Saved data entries
● ● ● ● ● ● ●

#[cfg(test)]
mod tests {
    use super::*;
    use crate::clock::ManualClock;

    const CONTEXT: AudioContextInfo = AudioContextInfo {
        id: 1,
        sample_rate: 1000,
    };

    struct Rig {
        clock: Arc<ManualClock>,
        manager: SpatialManager,
        emitter: PositionHandle,
        listener: ListenerHandle,
    }

    fn rig() -> Rig {
        let clock = Arc::new(ManualClock::at(0.0));
        let manager = SpatialManager::new(CONTEXT, clock.clone());
        Rig {
            clock,
            manager,
            emitter: PositionHandle::new(Vec3::new(50.0, 0.0, 0.0)),
            listener: ListenerHandle {
                position: PositionHandle::default(),
                context: CONTEXT,
            },
        }
    }

    fn options() -> BindOptions {
        BindOptions::from_config(&crate::config::SpatialConfig::default())
            .with_distances(100.0, 60.0)
            .with_fade_secs(0.05)
    }

    fn committed(rig: &Rig, secs: usize) -> SpatialDisposer {
        let disposer = rig
            .manager
            .bind("g", rig.emitter.clone(), rig.listener.clone(), options())
            .unwrap();
        let buffer = Arc::new(AudioBuffer::new(vec![vec![0.5; secs * 1000]], 1000));
        rig.manager.freeze("g", buffer).unwrap();
        disposer
    }

    fn at(x: f64) -> Vec3 {
        Vec3::new(-x + 50.0, 0.0, 0.0)
    }

    fn step(rig: &Rig, distance: f64) -> CullTransition {
        let outcomes = rig.manager.update_culling(at(distance));
        outcomes[0].result.clone().unwrap()
    }

    #[test]
    fn rebinding_is_refused() {
        let rig = rig();
        let _d = rig
            .manager
            .bind("g", rig.emitter.clone(), rig.listener.clone(), options())
            .unwrap();
        let err = rig
            .manager
            .bind("g", rig.emitter.clone(), rig.listener.clone(), options())
            .unwrap_err();
        assert_eq!(err, SpatialBindError::AlreadyBound("g".into()));
    }

    #[test]
    fn invalid_listener_and_hysteresis_refused() {
        let rig = rig();
        let mut listener = rig.listener.clone();
        listener.context.sample_rate = 0;
        assert!(matches!(
            rig.manager.bind("g", rig.emitter.clone(), listener, options()),
            Err(SpatialBindError::InvalidListener(_))
        ));
        assert!(matches!(
            rig.manager.bind(
                "g",
                rig.emitter.clone(),
                rig.listener.clone(),
                options().with_distances(50.0, 60.0)
            ),
            Err(SpatialBindError::NoHysteresis { .. })
        ));
    }

    #[test]
    fn disposer_detaches() {
        let rig = rig();
        let d = rig
            .manager
            .bind("g", rig.emitter.clone(), rig.listener.clone(), options())
            .unwrap();
        assert_eq!(rig.manager.stats().total, 1);
        assert!(d.dispose());
        assert_eq!(rig.manager.stats().total, 0);
        assert!(rig.manager.mode("g").is_none());
    }

    #[test]
    fn live_mode_only_tracks_distance() {
        let rig = rig();
        let _d = rig
            .manager
            .bind("g", rig.emitter.clone(), rig.listener.clone(), options())
            .unwrap();
        assert_eq!(step(&rig, 500.0), CullTransition::None);
        let info = rig.manager.binding("g").unwrap();
        assert!(!info.is_culled);
        assert!((info.distance - 500.0).abs() < 1e-9);
    }

    #[test]
    fn culls_after_fade_window() {
        let rig = rig();
        let _d = committed(&rig, 2);
        assert_eq!(step(&rig, 50.0), CullTransition::None);
        assert_eq!(step(&rig, 150.0), CullTransition::FadeStarted);
        assert!(rig.manager.binding("g").unwrap().cull_pending);
        // Pending guards against re-triggering.
        assert_eq!(step(&rig, 150.0), CullTransition::None);
        rig.clock.advance(0.05);
        assert_eq!(step(&rig, 150.0), CullTransition::Culled);
        let info = rig.manager.binding("g").unwrap();
        assert!(info.is_culled);
        assert!(!info.cull_pending);
        assert_eq!(rig.manager.stats().culled, 1);
    }

    #[test]
    fn hysteresis_band_never_toggles() {
        let rig = rig();
        let _d = committed(&rig, 2);
        for i in 0..50 {
            rig.clock.advance(0.016);
            let d = if i % 2 == 0 { 80.0 } else { 90.0 };
            assert_eq!(step(&rig, d), CullTransition::None);
            assert!(!rig.manager.binding("g").unwrap().is_culled);
        }

        step(&rig, 150.0);
        rig.clock.advance(0.1);
        assert_eq!(step(&rig, 150.0), CullTransition::Culled);
        for i in 0..50 {
            rig.clock.advance(0.016);
            let d = if i % 2 == 0 { 80.0 } else { 90.0 };
            assert_eq!(step(&rig, d), CullTransition::None);
            assert!(rig.manager.binding("g").unwrap().is_culled);
        }
        assert_eq!(step(&rig, 59.0), CullTransition::Resumed);
    }

    #[test]
    fn resume_continues_virtual_time() {
        let rig = rig();
        let _d = committed(&rig, 2);
        rig.clock.advance(0.7);
        step(&rig, 150.0);
        rig.clock.advance(0.05);
        assert_eq!(step(&rig, 150.0), CullTransition::Culled);
        let t0 = rig.manager.binding("g").unwrap().virtual_time;
        assert!((t0 - 0.75).abs() < 1e-9);

        rig.clock.advance(3.0);
        assert_eq!(step(&rig, 10.0), CullTransition::Resumed);
        let offset = rig.manager.playback_offset("g").unwrap();
        assert!((offset - (0.75 + 3.0) % 2.0).abs() < 1e-9, "offset {offset}");
    }

    #[test]
    fn returning_mid_fade_cancels() {
        let rig = rig();
        let _d = committed(&rig, 1);
        step(&rig, 150.0);
        rig.clock.advance(0.01);
        assert_eq!(step(&rig, 10.0), CullTransition::FadeCancelled);
        rig.clock.advance(1.0);
        assert_eq!(step(&rig, 10.0), CullTransition::None);
        let info = rig.manager.binding("g").unwrap();
        assert!(!info.is_culled);
        assert!((info.gain - 1.0).abs() < 1e-9);
    }

    #[test]
    fn unfreeze_clears_pending_and_returns_live() {
        let rig = rig();
        let _d = committed(&rig, 1);
        step(&rig, 150.0);
        rig.manager.unfreeze("g").unwrap();
        let info = rig.manager.binding("g").unwrap();
        assert_eq!(info.mode, SpatialMode::Live);
        assert!(!info.cull_pending);
        assert!(matches!(
            rig.manager.unfreeze("g"),
            Err(SpatialBindError::InvalidTransition { .. })
        ));
    }

    #[test]
    fn clock_going_backwards_self_heals() {
        let rig = rig();
        rig.clock.set(10.0);
        let _d = committed(&rig, 1);
        step(&rig, 150.0);
        rig.clock.set(5.0);
        assert_eq!(step(&rig, 150.0), CullTransition::Healed);
        // Next frame re-evaluates from a clean state.
        assert_eq!(step(&rig, 150.0), CullTransition::FadeStarted);
    }

    #[test]
    fn different_context_uses_bridge() {
        let rig = rig();
        let listener = ListenerHandle {
            position: PositionHandle::default(),
            context: AudioContextInfo {
                id: 2,
                sample_rate: 2000,
            },
        };
        let _d = rig
            .manager
            .bind("g", rig.emitter.clone(), listener, options().without_culling())
            .unwrap();
        assert!(rig.manager.binding("g").unwrap().bridged);
        assert!(rig.manager.stats().estimated_memory_mb > 0.0);
        let mut out = StereoBuffer::new(16);
        assert!(rig.manager.pull_bridged("g", &mut out).unwrap());
    }
}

● ● ● ● ● ● ●

Return every line of the preceding records in which the word "default" appears.

» **Result of the task**
                position: PositionHandle::default(),
        BindOptions::from_config(&crate::config::SpatialConfig::default())
            position: PositionHandle::default(),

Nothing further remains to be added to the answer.